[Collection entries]
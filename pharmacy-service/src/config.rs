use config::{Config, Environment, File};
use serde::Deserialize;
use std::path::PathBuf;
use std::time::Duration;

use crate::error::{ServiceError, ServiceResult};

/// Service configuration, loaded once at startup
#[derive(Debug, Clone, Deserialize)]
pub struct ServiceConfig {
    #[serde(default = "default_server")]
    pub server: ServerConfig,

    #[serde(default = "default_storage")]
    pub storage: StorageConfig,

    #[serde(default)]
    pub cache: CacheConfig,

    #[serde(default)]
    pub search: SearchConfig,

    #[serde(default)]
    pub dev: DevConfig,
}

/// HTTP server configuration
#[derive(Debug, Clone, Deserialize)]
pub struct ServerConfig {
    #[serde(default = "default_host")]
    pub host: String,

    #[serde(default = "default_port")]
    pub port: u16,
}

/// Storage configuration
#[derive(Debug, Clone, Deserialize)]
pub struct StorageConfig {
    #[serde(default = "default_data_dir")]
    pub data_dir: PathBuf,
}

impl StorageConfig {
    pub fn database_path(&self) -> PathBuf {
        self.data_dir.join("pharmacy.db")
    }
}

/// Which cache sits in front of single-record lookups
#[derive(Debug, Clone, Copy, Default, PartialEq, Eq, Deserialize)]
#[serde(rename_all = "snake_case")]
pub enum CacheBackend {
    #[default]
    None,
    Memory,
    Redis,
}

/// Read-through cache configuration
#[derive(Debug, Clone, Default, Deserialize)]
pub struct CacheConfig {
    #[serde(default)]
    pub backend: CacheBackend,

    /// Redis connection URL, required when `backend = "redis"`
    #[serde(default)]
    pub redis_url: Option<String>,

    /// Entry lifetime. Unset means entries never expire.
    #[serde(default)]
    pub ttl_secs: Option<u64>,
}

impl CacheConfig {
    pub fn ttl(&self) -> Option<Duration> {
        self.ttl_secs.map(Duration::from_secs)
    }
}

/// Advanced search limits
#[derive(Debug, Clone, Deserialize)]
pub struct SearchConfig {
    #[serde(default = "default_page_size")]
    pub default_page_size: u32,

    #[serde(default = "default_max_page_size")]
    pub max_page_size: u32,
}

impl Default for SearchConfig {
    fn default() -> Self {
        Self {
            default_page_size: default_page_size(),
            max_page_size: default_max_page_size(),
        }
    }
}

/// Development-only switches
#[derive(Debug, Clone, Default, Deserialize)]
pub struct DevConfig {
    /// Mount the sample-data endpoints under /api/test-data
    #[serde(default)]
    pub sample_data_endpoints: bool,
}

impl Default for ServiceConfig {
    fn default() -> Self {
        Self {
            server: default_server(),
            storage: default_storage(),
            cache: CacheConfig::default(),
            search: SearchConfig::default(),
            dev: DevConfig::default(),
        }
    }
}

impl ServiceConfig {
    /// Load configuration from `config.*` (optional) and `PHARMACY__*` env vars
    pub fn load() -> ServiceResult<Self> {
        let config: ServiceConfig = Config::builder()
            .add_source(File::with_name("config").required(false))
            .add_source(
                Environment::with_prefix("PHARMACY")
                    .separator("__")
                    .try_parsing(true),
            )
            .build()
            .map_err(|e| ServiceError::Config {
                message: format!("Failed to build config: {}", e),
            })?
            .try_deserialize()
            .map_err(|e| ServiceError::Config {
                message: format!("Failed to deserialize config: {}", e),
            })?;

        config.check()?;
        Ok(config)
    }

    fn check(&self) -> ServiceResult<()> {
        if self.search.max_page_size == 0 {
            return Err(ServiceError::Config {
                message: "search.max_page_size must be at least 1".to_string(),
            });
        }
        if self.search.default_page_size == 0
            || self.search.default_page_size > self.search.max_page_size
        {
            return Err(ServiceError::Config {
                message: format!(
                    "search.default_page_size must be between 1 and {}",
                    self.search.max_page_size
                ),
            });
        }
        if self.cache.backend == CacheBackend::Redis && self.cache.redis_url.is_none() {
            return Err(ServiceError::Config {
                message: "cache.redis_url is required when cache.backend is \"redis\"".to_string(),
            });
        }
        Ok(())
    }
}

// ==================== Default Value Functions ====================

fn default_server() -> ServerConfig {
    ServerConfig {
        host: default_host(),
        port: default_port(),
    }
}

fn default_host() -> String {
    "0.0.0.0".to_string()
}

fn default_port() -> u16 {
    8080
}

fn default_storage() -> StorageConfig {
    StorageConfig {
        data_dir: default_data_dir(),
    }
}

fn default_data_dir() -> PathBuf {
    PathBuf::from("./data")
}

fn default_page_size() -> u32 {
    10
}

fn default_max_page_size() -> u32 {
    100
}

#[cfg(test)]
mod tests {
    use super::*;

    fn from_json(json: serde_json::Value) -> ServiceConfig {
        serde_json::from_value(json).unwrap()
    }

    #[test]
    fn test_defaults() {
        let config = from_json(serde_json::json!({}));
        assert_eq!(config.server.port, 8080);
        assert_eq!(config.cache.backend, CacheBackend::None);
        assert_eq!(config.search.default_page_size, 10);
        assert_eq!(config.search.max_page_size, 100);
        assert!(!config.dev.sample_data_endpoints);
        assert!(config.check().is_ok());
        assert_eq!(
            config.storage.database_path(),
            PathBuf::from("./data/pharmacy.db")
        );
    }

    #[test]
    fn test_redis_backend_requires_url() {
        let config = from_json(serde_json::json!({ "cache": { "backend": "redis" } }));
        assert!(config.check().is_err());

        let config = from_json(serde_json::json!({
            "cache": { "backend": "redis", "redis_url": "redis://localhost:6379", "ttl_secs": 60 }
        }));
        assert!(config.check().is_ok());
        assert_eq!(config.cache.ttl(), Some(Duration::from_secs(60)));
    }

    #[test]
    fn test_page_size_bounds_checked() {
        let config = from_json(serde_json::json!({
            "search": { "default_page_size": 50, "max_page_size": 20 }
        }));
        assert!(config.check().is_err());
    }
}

__TASK ITEM__
Scan the records above. Return every line with "must" in it.

__SOLVED PROBLEM__
                message: "search.max_page_size must be at least 1".to_string(),
                    "search.default_page_size must be between 1 and {}",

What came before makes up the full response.